%%

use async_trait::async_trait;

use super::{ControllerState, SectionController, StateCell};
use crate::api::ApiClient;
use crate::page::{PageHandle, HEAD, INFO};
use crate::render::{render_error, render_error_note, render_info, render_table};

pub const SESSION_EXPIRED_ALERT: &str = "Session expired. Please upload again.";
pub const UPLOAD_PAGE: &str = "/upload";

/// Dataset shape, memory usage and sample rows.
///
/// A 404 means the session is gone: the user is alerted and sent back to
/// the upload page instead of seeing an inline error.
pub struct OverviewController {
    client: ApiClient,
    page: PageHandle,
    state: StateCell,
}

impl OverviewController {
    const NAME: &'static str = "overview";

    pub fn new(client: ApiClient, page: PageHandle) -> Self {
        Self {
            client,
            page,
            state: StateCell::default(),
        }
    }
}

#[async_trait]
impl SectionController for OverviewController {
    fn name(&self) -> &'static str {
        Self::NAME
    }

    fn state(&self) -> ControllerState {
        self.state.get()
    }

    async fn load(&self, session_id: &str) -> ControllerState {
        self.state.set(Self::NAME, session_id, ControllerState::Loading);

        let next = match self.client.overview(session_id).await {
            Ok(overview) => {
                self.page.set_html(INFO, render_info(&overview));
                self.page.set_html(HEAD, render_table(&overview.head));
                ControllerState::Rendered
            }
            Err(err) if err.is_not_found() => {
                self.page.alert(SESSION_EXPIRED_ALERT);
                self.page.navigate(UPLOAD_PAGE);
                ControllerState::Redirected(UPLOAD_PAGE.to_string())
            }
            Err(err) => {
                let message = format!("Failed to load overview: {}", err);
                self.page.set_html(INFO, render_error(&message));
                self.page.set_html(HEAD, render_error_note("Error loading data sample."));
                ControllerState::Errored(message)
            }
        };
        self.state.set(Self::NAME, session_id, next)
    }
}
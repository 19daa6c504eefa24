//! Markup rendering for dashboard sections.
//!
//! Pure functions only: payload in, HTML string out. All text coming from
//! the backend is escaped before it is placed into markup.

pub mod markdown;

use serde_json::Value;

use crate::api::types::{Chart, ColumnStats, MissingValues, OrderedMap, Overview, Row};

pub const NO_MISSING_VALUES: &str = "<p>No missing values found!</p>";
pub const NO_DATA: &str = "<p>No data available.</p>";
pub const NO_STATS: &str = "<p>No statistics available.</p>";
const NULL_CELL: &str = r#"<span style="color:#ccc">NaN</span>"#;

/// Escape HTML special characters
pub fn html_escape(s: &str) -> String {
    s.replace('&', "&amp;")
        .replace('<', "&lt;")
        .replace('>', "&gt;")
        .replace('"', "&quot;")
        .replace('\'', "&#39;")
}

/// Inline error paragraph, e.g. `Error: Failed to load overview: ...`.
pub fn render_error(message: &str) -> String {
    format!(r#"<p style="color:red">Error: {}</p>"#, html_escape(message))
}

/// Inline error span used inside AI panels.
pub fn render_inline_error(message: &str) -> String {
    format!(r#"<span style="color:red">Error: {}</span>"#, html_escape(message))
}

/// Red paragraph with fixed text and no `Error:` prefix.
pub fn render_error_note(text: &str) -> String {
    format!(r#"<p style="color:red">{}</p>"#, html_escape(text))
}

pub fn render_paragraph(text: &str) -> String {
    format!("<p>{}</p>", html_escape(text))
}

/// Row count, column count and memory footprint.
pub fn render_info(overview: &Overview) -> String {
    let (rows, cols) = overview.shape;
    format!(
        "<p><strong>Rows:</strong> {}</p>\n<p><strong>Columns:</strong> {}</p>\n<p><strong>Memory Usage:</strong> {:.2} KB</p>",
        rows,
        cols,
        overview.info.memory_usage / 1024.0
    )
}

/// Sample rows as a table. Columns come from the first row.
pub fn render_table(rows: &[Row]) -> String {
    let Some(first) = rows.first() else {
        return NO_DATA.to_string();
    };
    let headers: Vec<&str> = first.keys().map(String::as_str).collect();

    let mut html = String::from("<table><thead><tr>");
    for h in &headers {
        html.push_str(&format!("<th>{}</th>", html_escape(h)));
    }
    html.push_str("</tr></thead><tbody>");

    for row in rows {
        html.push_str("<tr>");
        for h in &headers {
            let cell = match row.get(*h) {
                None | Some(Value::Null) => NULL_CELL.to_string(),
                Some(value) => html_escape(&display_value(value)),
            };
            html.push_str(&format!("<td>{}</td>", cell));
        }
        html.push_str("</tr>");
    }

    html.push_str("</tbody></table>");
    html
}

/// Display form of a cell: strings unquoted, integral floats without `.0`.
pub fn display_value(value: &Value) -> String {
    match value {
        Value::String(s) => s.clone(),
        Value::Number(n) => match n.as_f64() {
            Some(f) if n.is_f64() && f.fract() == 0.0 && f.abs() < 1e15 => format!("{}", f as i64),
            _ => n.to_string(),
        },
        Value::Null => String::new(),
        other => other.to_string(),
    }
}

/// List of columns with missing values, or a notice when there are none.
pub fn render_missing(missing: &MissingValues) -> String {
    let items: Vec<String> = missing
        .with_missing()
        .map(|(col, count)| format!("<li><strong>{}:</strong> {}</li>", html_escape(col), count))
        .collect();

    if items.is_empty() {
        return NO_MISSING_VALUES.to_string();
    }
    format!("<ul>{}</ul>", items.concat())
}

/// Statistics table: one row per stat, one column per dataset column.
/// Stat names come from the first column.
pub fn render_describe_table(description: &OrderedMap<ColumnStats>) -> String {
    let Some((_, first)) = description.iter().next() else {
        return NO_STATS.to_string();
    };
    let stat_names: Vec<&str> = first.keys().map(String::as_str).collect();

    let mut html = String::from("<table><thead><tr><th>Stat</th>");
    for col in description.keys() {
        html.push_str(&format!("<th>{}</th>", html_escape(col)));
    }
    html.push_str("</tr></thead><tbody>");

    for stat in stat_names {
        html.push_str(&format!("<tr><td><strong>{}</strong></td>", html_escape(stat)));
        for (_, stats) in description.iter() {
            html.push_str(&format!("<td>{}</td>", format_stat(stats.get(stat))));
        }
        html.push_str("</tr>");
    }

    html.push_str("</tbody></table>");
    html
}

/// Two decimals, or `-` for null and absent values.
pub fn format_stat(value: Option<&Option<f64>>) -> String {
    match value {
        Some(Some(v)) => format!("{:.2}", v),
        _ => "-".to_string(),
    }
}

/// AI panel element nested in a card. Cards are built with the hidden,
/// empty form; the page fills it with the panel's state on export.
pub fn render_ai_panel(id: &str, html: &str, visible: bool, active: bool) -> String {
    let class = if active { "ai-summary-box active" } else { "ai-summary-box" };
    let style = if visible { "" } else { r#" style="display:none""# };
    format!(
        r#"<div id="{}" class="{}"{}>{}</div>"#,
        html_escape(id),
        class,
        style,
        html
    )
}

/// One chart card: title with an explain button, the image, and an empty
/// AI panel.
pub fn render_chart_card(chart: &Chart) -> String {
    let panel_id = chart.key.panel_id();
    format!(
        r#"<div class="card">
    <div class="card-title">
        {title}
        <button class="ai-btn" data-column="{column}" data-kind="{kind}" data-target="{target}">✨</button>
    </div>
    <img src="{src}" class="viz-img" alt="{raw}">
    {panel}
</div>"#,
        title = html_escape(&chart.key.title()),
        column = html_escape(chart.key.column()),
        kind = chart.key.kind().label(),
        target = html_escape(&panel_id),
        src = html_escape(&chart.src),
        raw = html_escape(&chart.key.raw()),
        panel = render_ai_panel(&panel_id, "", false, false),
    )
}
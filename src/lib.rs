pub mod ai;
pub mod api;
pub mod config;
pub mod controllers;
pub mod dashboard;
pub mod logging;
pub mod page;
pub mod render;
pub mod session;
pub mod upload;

%%

WHAT THE EXERCISE ASKS →
For this exercise, output all the data exactly as shown above.

WRITTEN SOLUTION →
use async_trait::async_trait;

use super::{ControllerState, SectionController, StateCell};
use crate::api::ApiClient;
use crate::page::{PageHandle, HEAD, INFO};
use crate::render::{render_error, render_error_note, render_info, render_table};

pub const SESSION_EXPIRED_ALERT: &str = "Session expired. Please upload again.";
pub const UPLOAD_PAGE: &str = "/upload";

/// Dataset shape, memory usage and sample rows.
///
/// A 404 means the session is gone: the user is alerted and sent back to
/// the upload page instead of seeing an inline error.
pub struct OverviewController {
    client: ApiClient,
    page: PageHandle,
    state: StateCell,
}

impl OverviewController {
    const NAME: &'static str = "overview";

    pub fn new(client: ApiClient, page: PageHandle) -> Self {
        Self {
            client,
            page,
            state: StateCell::default(),
        }
    }
}

#[async_trait]
impl SectionController for OverviewController {
    fn name(&self) -> &'static str {
        Self::NAME
    }

    fn state(&self) -> ControllerState {
        self.state.get()
    }

    async fn load(&self, session_id: &str) -> ControllerState {
        self.state.set(Self::NAME, session_id, ControllerState::Loading);

        let next = match self.client.overview(session_id).await {
            Ok(overview) => {
                self.page.set_html(INFO, render_info(&overview));
                self.page.set_html(HEAD, render_table(&overview.head));
                ControllerState::Rendered
            }
            Err(err) if err.is_not_found() => {
                self.page.alert(SESSION_EXPIRED_ALERT);
                self.page.navigate(UPLOAD_PAGE);
                ControllerState::Redirected(UPLOAD_PAGE.to_string())
            }
            Err(err) => {
                let message = format!("Failed to load overview: {}", err);
                self.page.set_html(INFO, render_error(&message));
                self.page.set_html(HEAD, render_error_note("Error loading data sample."));
                ControllerState::Errored(message)
            }
        };
        self.state.set(Self::NAME, session_id, next)
    }
}
repository 19daa6c504eefa24
//! Markup rendering for dashboard sections.
//!
//! Pure functions only: payload in, HTML string out. All text coming from
//! the backend is escaped before it is placed into markup.

pub mod markdown;

use serde_json::Value;

use crate::api::types::{Chart, ColumnStats, MissingValues, OrderedMap, Overview, Row};

pub const NO_MISSING_VALUES: &str = "<p>No missing values found!</p>";
pub const NO_DATA: &str = "<p>No data available.</p>";
pub const NO_STATS: &str = "<p>No statistics available.</p>";
const NULL_CELL: &str = r#"<span style="color:#ccc">NaN</span>"#;

/// Escape HTML special characters
pub fn html_escape(s: &str) -> String {
    s.replace('&', "&amp;")
        .replace('<', "&lt;")
        .replace('>', "&gt;")
        .replace('"', "&quot;")
        .replace('\'', "&#39;")
}

/// Inline error paragraph, e.g. `Error: Failed to load overview: ...`.
pub fn render_error(message: &str) -> String {
    format!(r#"<p style="color:red">Error: {}</p>"#, html_escape(message))
}

/// Inline error span used inside AI panels.
pub fn render_inline_error(message: &str) -> String {
    format!(r#"<span style="color:red">Error: {}</span>"#, html_escape(message))
}

/// Red paragraph with fixed text and no `Error:` prefix.
pub fn render_error_note(text: &str) -> String {
    format!(r#"<p style="color:red">{}</p>"#, html_escape(text))
}

pub fn render_paragraph(text: &str) -> String {
    format!("<p>{}</p>", html_escape(text))
}

/// Row count, column count and memory footprint.
pub fn render_info(overview: &Overview) -> String {
    let (rows, cols) = overview.shape;
    format!(
        "<p><strong>Rows:</strong> {}</p>\n<p><strong>Columns:</strong> {}</p>\n<p><strong>Memory Usage:</strong> {:.2} KB</p>",
        rows,
        cols,
        overview.info.memory_usage / 1024.0
    )
}

/// Sample rows as a table. Columns come from the first row.
pub fn render_table(rows: &[Row]) -> String {
    let Some(first) = rows.first() else {
        return NO_DATA.to_string();
    };
    let headers: Vec<&str> = first.keys().map(String::as_str).collect();

    let mut html = String::from("<table><thead><tr>");
    for h in &headers {
        html.push_str(&format!("<th>{}</th>", html_escape(h)));
    }
    html.push_str("</tr></thead><tbody>");

    for row in rows {
        html.push_str("<tr>");
        for h in &headers {
            let cell = match row.get(*h) {
                None | Some(Value::Null) => NULL_CELL.to_string(),
                Some(value) => html_escape(&display_value(value)),
            };
            html.push_str(&format!("<td>{}</td>", cell));
        }
        html.push_str("</tr>");
    }

    html.push_str("</tbody></table>");
    html
}

/// Display form of a cell: strings unquoted, integral floats without `.0`.
pub fn display_value(value: &Value) -> String {
    match value {
        Value::String(s) => s.clone(),
        Value::Number(n) => match n.as_f64() {
            Some(f) if n.is_f64() && f.fract() == 0.0 && f.abs() < 1e15 => format!("{}", f as i64),
            _ => n.to_string(),
        },
        Value::Null => String::new(),
        other => other.to_string(),
    }
}

/// List of columns with missing values, or a notice when there are none.
pub fn render_missing(missing: &MissingValues) -> String {
    let items: Vec<String> = missing
        .with_missing()
        .map(|(col, count)| format!("<li><strong>{}:</strong> {}</li>", html_escape(col), count))
        .collect();

    if items.is_empty() {
        return NO_MISSING_VALUES.to_string();
    }
    format!("<ul>{}</ul>", items.concat())
}

/// Statistics table: one row per stat, one column per dataset column.
/// Stat names come from the first column.
pub fn render_describe_table(description: &OrderedMap<ColumnStats>) -> String {
    let Some((_, first)) = description.iter().next() else {
        return NO_STATS.to_string();
    };
    let stat_names: Vec<&str> = first.keys().map(String::as_str).collect();

    let mut html = String::from("<table><thead><tr><th>Stat</th>");
    for col in description.keys() {
        html.push_str(&format!("<th>{}</th>", html_escape(col)));
    }
    html.push_str("</tr></thead><tbody>");

    for stat in stat_names {
        html.push_str(&format!("<tr><td><strong>{}</strong></td>", html_escape(stat)));
        for (_, stats) in description.iter() {
            html.push_str(&format!("<td>{}</td>", format_stat(stats.get(stat))));
        }
        html.push_str("</tr>");
    }

    html.push_str("</tbody></table>");
    html
}

/// Two decimals, or `-` for null and absent values.
pub fn format_stat(value: Option<&Option<f64>>) -> String {
    match value {
        Some(Some(v)) => format!("{:.2}", v),
        _ => "-".to_string(),
    }
}

/// AI panel element nested in a card. Cards are built with the hidden,
/// empty form; the page fills it with the panel's state on export.
pub fn render_ai_panel(id: &str, html: &str, visible: bool, active: bool) -> String {
    let class = if active { "ai-summary-box active" } else { "ai-summary-box" };
    let style = if visible { "" } else { r#" style="display:none""# };
    format!(
        r#"<div id="{}" class="{}"{}>{}</div>"#,
        html_escape(id),
        class,
        style,
        html
    )
}

/// One chart card: title with an explain button, the image, and an empty
/// AI panel.
pub fn render_chart_card(chart: &Chart) -> String {
    let panel_id = chart.key.panel_id();
    format!(
        r#"<div class="card">
    <div class="card-title">
        {title}
        <button class="ai-btn" data-column="{column}" data-kind="{kind}" data-target="{target}">✨</button>
    </div>
    <img src="{src}" class="viz-img" alt="{raw}">
    {panel}
</div>"#,
        title = html_escape(&chart.key.title()),
        column = html_escape(chart.key.column()),
        kind = chart.key.kind().label(),
        target = html_escape(&panel_id),
        src = html_escape(&chart.src),
        raw = html_escape(&chart.key.raw()),
        panel = render_ai_panel(&panel_id, "", false, false),
    )
}
filename src/lib.rs
pub mod ai;
pub mod api;
pub mod config;
pub mod controllers;
pub mod dashboard;
pub mod logging;
pub mod page;
pub mod render;
pub mod session;
pub mod upload;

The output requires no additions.